*Material supplied*

//! Deterministic port derivation
//!
//! Maps a node identity to its canonical remote ports on every hub. There is
//! no port registry and no handshake: the hub operator, the native installer,
//! and any generated install script all run this same formula and arrive at
//! the same numbers. Any change here is a breaking protocol change.
//!
//! Formula: take SHA-256 of the node id, interpret the first 4 bytes as a
//! big-endian u32, then
//!
//! ```text
//! system_port   = 9000  + hash % 1000
//! terminal_port = 10000 + hash % 50000
//! https_port    = terminal_port + 1
//! ```

use sha2::{Digest, Sha256};

use crate::model::TopologyError;
use crate::{DYNAMIC_PORT_BASE, DYNAMIC_PORT_SPAN, SYSTEM_PORT_BASE, SYSTEM_PORT_SPAN};

/// The three canonical remote ports derived from one node id
#[derive(Debug, Clone, Copy, PartialEq, Eq)]
pub struct DerivedPorts {
    /// Remote port for the System role (9000..=9999)
    pub system_port: u16,
    /// Remote port for the Terminal role (10000..=59999)
    pub terminal_port: u16,
    /// Remote port for the Https role, always `terminal_port + 1`
    pub https_port: u16,
}

/// Stable 32-bit hash of an identity string.
///
/// First 4 bytes of SHA-256, big-endian. Exposed because application-role
/// remote ports hash `"<node_id>:<role>"` through the same function.
pub fn hash32(input: &str) -> u32 {
    let digest = Sha256::digest(input.as_bytes());
    u32::from_be_bytes([digest[0], digest[1], digest[2], digest[3]])
}

/// Pure node-id → port-set mapping
pub struct PortAllocator;

impl PortAllocator {
    /// Derive the canonical port set for a node.
    ///
    /// Rejects an empty node id; everything else is hashed as-is. Shape
    /// validation (UUID-ness, allowed characters) happens upstream in
    /// [`crate::model::NodeIdentity`].
    pub fn derive(node_id: &str) -> Result<DerivedPorts, TopologyError> {
        if node_id.is_empty() {
            return Err(TopologyError::EmptyNodeId);
        }

        let hash = hash32(node_id);
        let terminal_port = DYNAMIC_PORT_BASE + (hash % DYNAMIC_PORT_SPAN) as u16;

        Ok(DerivedPorts {
            system_port: SYSTEM_PORT_BASE + (hash % SYSTEM_PORT_SPAN) as u16,
            terminal_port,
            https_port: terminal_port + 1,
        })
    }

    /// Derive the remote port for a named application role.
    ///
    /// Hashes `"<node_id>:<role>"` so distinct roles on one node land on
    /// distinct (modulo collisions) ports in the dynamic range.
    pub fn derive_app_port(node_id: &str, role: &str) -> Result<u16, TopologyError> {
        if node_id.is_empty() {
            return Err(TopologyError::EmptyNodeId);
        }

        let hash = hash32(&format!("{}:{}", node_id, role));
        Ok(DYNAMIC_PORT_BASE + (hash % DYNAMIC_PORT_SPAN) as u16)
    }
}

#[cfg(test)]
mod tests {
    use super::*;

    #[test]
    fn test_derive_is_deterministic() {
        let id = "11111111-1111-1111-1111-111111111111";
        let first = PortAllocator::derive(id).unwrap();
        for _ in 0..10 {
            assert_eq!(PortAllocator::derive(id).unwrap(), first);
        }
    }

    #[test]
    fn test_derived_ports_in_range() {
        // A spread of UUID-shaped and plain identifiers
        let samples = [
            "11111111-1111-1111-1111-111111111111",
            "a3bb189e-8bf9-3888-9912-ace4e6543002",
            "00000000-0000-0000-0000-000000000000",
            "edge-node-01",
            "ffffffff-ffff-ffff-ffff-ffffffffffff",
        ];
        for id in samples {
            let ports = PortAllocator::derive(id).unwrap();
            assert!(
                (9000..=9999).contains(&ports.system_port),
                "system port out of range for {}: {}",
                id,
                ports.system_port
            );
            assert!(
                (10000..=59999).contains(&ports.terminal_port),
                "terminal port out of range for {}: {}",
                id,
                ports.terminal_port
            );
            assert_eq!(ports.https_port, ports.terminal_port + 1);
        }
    }

    #[test]
    fn test_random_uuids_stay_in_range() {
        for _ in 0..200 {
            let id = uuid::Uuid::new_v4().to_string();
            let ports = PortAllocator::derive(&id).unwrap();
            assert!((9000..=9999).contains(&ports.system_port));
            assert!((10000..=59999).contains(&ports.terminal_port));
            assert_eq!(ports.https_port, ports.terminal_port + 1);
        }
    }

    #[test]
    fn test_empty_node_id_rejected() {
        assert!(matches!(
            PortAllocator::derive(""),
            Err(TopologyError::EmptyNodeId)
        ));
        assert!(matches!(
            PortAllocator::derive_app_port("", "metrics"),
            Err(TopologyError::EmptyNodeId)
        ));
    }

    #[test]
    fn test_hash32_known_value() {
        // SHA-256("test") = 9f86d081... → 0x9f86d081
        assert_eq!(hash32("test"), 0x9f86d081);
    }

    #[test]
    fn test_app_port_depends_on_role_name() {
        let id = "11111111-1111-1111-1111-111111111111";
        let a = PortAllocator::derive_app_port(id, "metrics").unwrap();
        let b = PortAllocator::derive_app_port(id, "registry").unwrap();
        assert!((10000..=59999).contains(&a));
        assert!((10000..=59999).contains(&b));
        assert_ne!(a, b);
    }
}
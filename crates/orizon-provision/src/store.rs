//! Persisted agent configuration
//!
//! A JSON snapshot of what was installed: node identity, hub list, and the
//! three canonical ports. This is a derived cache, never the authority —
//! the topology is always recomputable from the identity and hub list, and
//! uninstall falls back to exactly that recomputation when the file is
//! missing. It exists so uninstall and upgrade do not depend on the
//! operator re-typing the original inputs.

use anyhow::{Context, Result};
use chrono::{DateTime, Utc};
use orizon_topology::HubServer;
use serde::{Deserialize, Serialize};
use std::fs;
use std::path::{Path, PathBuf};

/// What install wrote, for recovery on uninstall/upgrade
#[derive(Debug, Clone, PartialEq, Eq, Serialize, Deserialize)]
pub struct AgentRecord {
    pub node_id: String,
    pub node_name: String,
    pub hubs: Vec<HubServer>,
    pub system_port: u16,
    pub terminal_port: u16,
    pub https_port: u16,
    pub installed_at: DateTime<Utc>,
}

/// Reads and writes the agent config cache at a well-known path
pub struct AgentStore {
    path: PathBuf,
}

impl AgentStore {
    pub fn new(path: impl Into<PathBuf>) -> Self {
        Self { path: path.into() }
    }

    pub fn path(&self) -> &Path {
        &self.path
    }

    pub fn exists(&self) -> bool {
        self.path.exists()
    }

    pub fn save(&self, record: &AgentRecord) -> Result<()> {
        if let Some(parent) = self.path.parent() {
            fs::create_dir_all(parent)
                .with_context(|| format!("failed to create config directory {:?}", parent))?;
        }
        let json =
            serde_json::to_string_pretty(record).context("failed to serialize agent config")?;
        fs::write(&self.path, json)
            .with_context(|| format!("failed to write agent config {:?}", self.path))?;
        Ok(())
    }

    pub fn load(&self) -> Result<AgentRecord> {
        let json = fs::read_to_string(&self.path)
            .with_context(|| format!("failed to read agent config {:?}", self.path))?;
        serde_json::from_str(&json)
            .with_context(|| format!("failed to parse agent config {:?}", self.path))
    }

    pub fn remove(&self) -> Result<()> {
        if self.path.exists() {
            fs::remove_file(&self.path)
                .with_context(|| format!("failed to remove agent config {:?}", self.path))?;
        }
        Ok(())
    }
}

#[cfg(test)]
mod tests {
    use super::*;
    use tempfile::TempDir;

    fn record() -> AgentRecord {
        AgentRecord {
            node_id: "11111111-1111-1111-1111-111111111111".to_string(),
            node_name: "edge-1".to_string(),
            hubs: vec![HubServer {
                name: "hub1".to_string(),
                host: "hub1.example.com".to_string(),
                ssh_port: 2222,
                is_primary: true,
            }],
            system_port: 9123,
            terminal_port: 20123,
            https_port: 20124,
            installed_at: Utc::now(),
        }
    }

    #[test]
    fn test_save_and_load_round_trip() {
        let temp = TempDir::new().unwrap();
        let store = AgentStore::new(temp.path().join("agent.json"));

        let record = record();
        store.save(&record).unwrap();
        assert!(store.exists());
        assert_eq!(store.load().unwrap(), record);
    }

    #[test]
    fn test_save_creates_parent_dirs() {
        let temp = TempDir::new().unwrap();
        let store = AgentStore::new(temp.path().join("nested/deeper/agent.json"));
        store.save(&record()).unwrap();
        assert!(store.exists());
    }

    #[test]
    fn test_remove_is_idempotent() {
        let temp = TempDir::new().unwrap();
        let store = AgentStore::new(temp.path().join("agent.json"));
        store.remove().unwrap();
        store.save(&record()).unwrap();
        store.remove().unwrap();
        assert!(!store.exists());
        store.remove().unwrap();
    }
}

*Try it*
Within the records above, count the lines that contain "Result" and give the number with nothing added.

*Written response*
6